Do not decode %2F in path #14

trowski · 2024-07-03T22:50:45Z

This reverts #4. I believe https://datatracker.ietf.org/doc/html/rfc3986.html#section-2.4 was mis-interpreted. We should not be decoding the path until after matching, otherwise "/" is interpreted as separating path segments.

See https://chat.stackoverflow.com/transcript/message/57474623#57474623.

bwoebi · 2024-07-03T23:10:38Z

I think both #4 and this PR are not right. You want to match against the decoded URI, except for the path delimiters (but just because the router has no capability to represent a non-path delimiting slash, but that's okay).

A route /foo?/bar should be matching /foo%3F/{something}. A route /foo~/bar should be matching both /foo~/{something}, just like a route /foo%7E/bar does too. A route /bööh should be matching /b%C3%B6%C3%B6h. You really don't want to have to put percents in your bare routes... That would be surprising.
A route /{path} should match /foo%2Fbar, with path containing foo/bar later.

In particular, quoting the very section you're linking:

For example, the octet
corresponding to the tilde ("~") character is often encoded as "%7E"
by older URI processing implementations; the "%7E" can be replaced by
"~" without changing its interpretation.

Put it another way: a route should be canonical after splitting by delimiters and percent decoding.

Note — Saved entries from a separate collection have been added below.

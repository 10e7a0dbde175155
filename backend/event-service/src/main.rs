use actix_web::{web, App, HttpResponse, HttpServer, Responder};
use anyhow::{Context, Result};
use sqlx::PgPool;
use tokio::task::JoinSet;
use tonic::transport::Server;
use tracing::info;
use tracing_subscriber::{layer::SubscriberExt, util::SubscriberInitExt};

use event_service::config::Config;
use event_service::grpc::{event::event_service_server::EventServiceServer, EventServiceImpl};
use event_service::{EventService, FavoriteService};

async fn shutdown_signal() {
    #[cfg(unix)]
    {
        use tokio::signal::unix::{signal, SignalKind};

        match signal(SignalKind::terminate()) {
            Ok(mut terminate) => {
                tokio::select! {
                    _ = tokio::signal::ctrl_c() => {},
                    _ = terminate.recv() => {},
                }
            }
            Err(e) => {
                tracing::warn!("Failed to install SIGTERM handler: {}", e);
                let _ = tokio::signal::ctrl_c().await;
            }
        }
    }

    #[cfg(not(unix))]
    {
        let _ = tokio::signal::ctrl_c().await;
    }
}

fn init_tracing() {
    let filter = tracing_subscriber::EnvFilter::try_from_default_env()
        .unwrap_or_else(|_| "info,event_service=debug".into());
    let json = std::env::var("LOG_FORMAT")
        .map(|v| v.eq_ignore_ascii_case("json"))
        .unwrap_or(false);

    let registry = tracing_subscriber::registry().with(filter);
    if json {
        registry
            .with(tracing_subscriber::fmt::layer().json().with_current_span(true))
            .init();
    } else {
        registry.with(tracing_subscriber::fmt::layer()).init();
    }
}

async fn ready(pool: web::Data<PgPool>) -> impl Responder {
    match sqlx::query("SELECT 1").execute(pool.get_ref()).await {
        Ok(_) => HttpResponse::Ok().body("READY"),
        Err(e) => {
            tracing::warn!("Readiness check failed: {}", e);
            HttpResponse::ServiceUnavailable().body("database unavailable")
        }
    }
}

#[tokio::main]
async fn main() -> Result<()> {
    dotenvy::dotenv().ok();
    init_tracing();

    info!("Starting event-service");

    let config = Config::from_env().context("Failed to load configuration")?;
    info!(
        "Configuration loaded: env={}, http_port={}, grpc_port={}",
        config.app.env, config.app.http_port, config.grpc.port
    );

    let pg_pool = db_pool::connect(&config.database)
        .await
        .context("Failed to initialize database")?;

    let events = EventService::new(pg_pool.clone());
    let favorites = FavoriteService::new(pg_pool.clone());

    let grpc_addr = format!("{}:{}", config.app.host, config.grpc.port)
        .parse()
        .context("Invalid gRPC address")?;
    let http_addr = format!("{}:{}", config.app.host, config.app.http_port);

    info!("  - HTTP health checks: http://{}", http_addr);
    info!("  - gRPC service: grpc://{}", grpc_addr);

    let mut join_set = JoinSet::new();

    let http_pool = pg_pool.clone();
    let http_server = HttpServer::new(move || {
        App::new()
            .app_data(web::Data::new(http_pool.clone()))
            .route("/health", web::get().to(|| async { "OK" }))
            .route("/ready", web::get().to(ready))
    })
    .bind(&http_addr)
    .context("Failed to bind HTTP server")?
    .disable_signals()
    .run();

    let http_handle = http_server.handle();
    join_set.spawn(async move {
        http_server
            .await
            .map_err(|e| anyhow::anyhow!("HTTP server error: {}", e))
    });

    let (mut health_reporter, health_service) = tonic_health::server::health_reporter();
    health_reporter
        .set_serving::<EventServiceServer<EventServiceImpl>>()
        .await;

    let grpc_service = EventServiceImpl::new(events, favorites);
    join_set.spawn(async move {
        Server::builder()
            .add_service(health_service)
            .add_service(EventServiceServer::new(grpc_service))
            .serve_with_shutdown(grpc_addr, shutdown_signal())
            .await
            .map_err(|e| anyhow::anyhow!("gRPC server error: {}", e))?;
        // gRPC stopped on signal; take the health server down with it
        http_handle.stop(true).await;
        Ok::<(), anyhow::Error>(())
    });

    info!("event-service is running");

    while let Some(result) = join_set.join_next().await {
        match result {
            Ok(Ok(())) => {}
            Ok(Err(e)) => {
                tracing::error!("Task failed: {:#}", e);
                return Err(e);
            }
            Err(e) => {
                tracing::error!("Task panicked: {:#}", e);
                return Err(anyhow::anyhow!("Task panicked: {}", e));
            }
        }
    }

    info!("event-service shut down");
    Ok(())
}
/// Configuration management for User Service
///
/// Loads configuration from environment variables.
use anyhow::{anyhow, Result};
use db_pool::DbConfig;

/// Main application configuration
#[derive(Debug, Clone)]
pub struct Config {
    pub app: AppConfig,
    pub database: DbConfig,
    pub grpc: GrpcConfig,
}

/// Application settings
#[derive(Debug, Clone)]
pub struct AppConfig {
    /// Application environment (development, staging, production)
    pub env: String,
    /// Server host to bind to
    pub host: String,
    /// HTTP port for health checks
    pub http_port: u16,
}

/// gRPC server configuration
#[derive(Debug, Clone)]
pub struct GrpcConfig {
    pub port: u16,
}

impl Config {
    /// Load configuration from environment variables
    pub fn from_env() -> Result<Self> {
        let app = AppConfig {
            env: std::env::var("APP_ENV").unwrap_or_else(|_| "development".to_string()),
            host: std::env::var("APP_HOST").unwrap_or_else(|_| "0.0.0.0".to_string()),
            http_port: std::env::var("PORT")
                .ok()
                .and_then(|s| s.parse().ok())
                .unwrap_or(8082),
        };

        let database = DbConfig::from_env("user-service").map_err(|e| anyhow!(e))?;

        let grpc = GrpcConfig {
            port: std::env::var("GRPC_PORT")
                .ok()
                .and_then(|s| s.parse().ok())
                .unwrap_or(50052),
        };

        Ok(Config {
            app,
            database,
            grpc,
        })
    }
}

Very roughly, pseudo-code:

split_path := path.split("/")
for ref part in split_path
   part := decode(part)
for route_parts in all_routes with as many parts as split_path has:
  for i..part.len()
    if not part_matches(route_parts[i], split_path)
      check next route
  return success(route_parts)
return no_match

I think the proper implementation would be replacing any %2F by %252F, then rawurldecode(), then afterwards replace any %2F in the matches by / (you can skip that step if no %2F was replaced in the initial step). [I guess, incidentally that would allow matching non-part delimiting slashes by putting a %2F into the route. But that's an implementation detail :-D]

trowski · 2024-07-03T23:26:10Z

Any iterative approach to path matching is pretty much a non-starter. That's why fast-route, etc. exist.

Perhaps instead we need to simply not decode %2F and decode all other characters in the path, since "/" is the only character which has meaning in a path.

EDIT: @bwoebi I see you suggested essentially the same thing in your edit. 😄
Replacing with \0 seems like a nice hack, though I suppose technically the URL could already have contained %00, so is maybe not a good idea.

bwoebi · 2024-07-03T23:29:20Z

@trowski Yeah, replacing by %252F is safer. (I edited while you were writing)

And yeah, for sure, we can't do an iterative approach for performance, it was just pseudocode :-)

trowski · 2024-07-03T23:37:05Z

@bwoebi Implemented with a simple call to str_ireplace. Does that look correct?

bwoebi · 2024-07-03T23:44:35Z

You should do another str_replace after matching on the actual matches if the str_ireplace changed the string size of $path.

trowski · 2024-07-04T00:06:28Z

Good call. Updated.

bwoebi

Looks right to me now :-)

kelunik · 2024-07-04T05:34:06Z

The approach is still flawed, because %252F in the original URL is now decoded to / instead of %2F.

kelunik

See comment about design flaw.

trowski · 2024-07-04T06:56:38Z

I couldn't sleep so tried an idea of double-encoding any existing %252F in the path, which sort of works but then doesn't match "%2F" if provided in the route string.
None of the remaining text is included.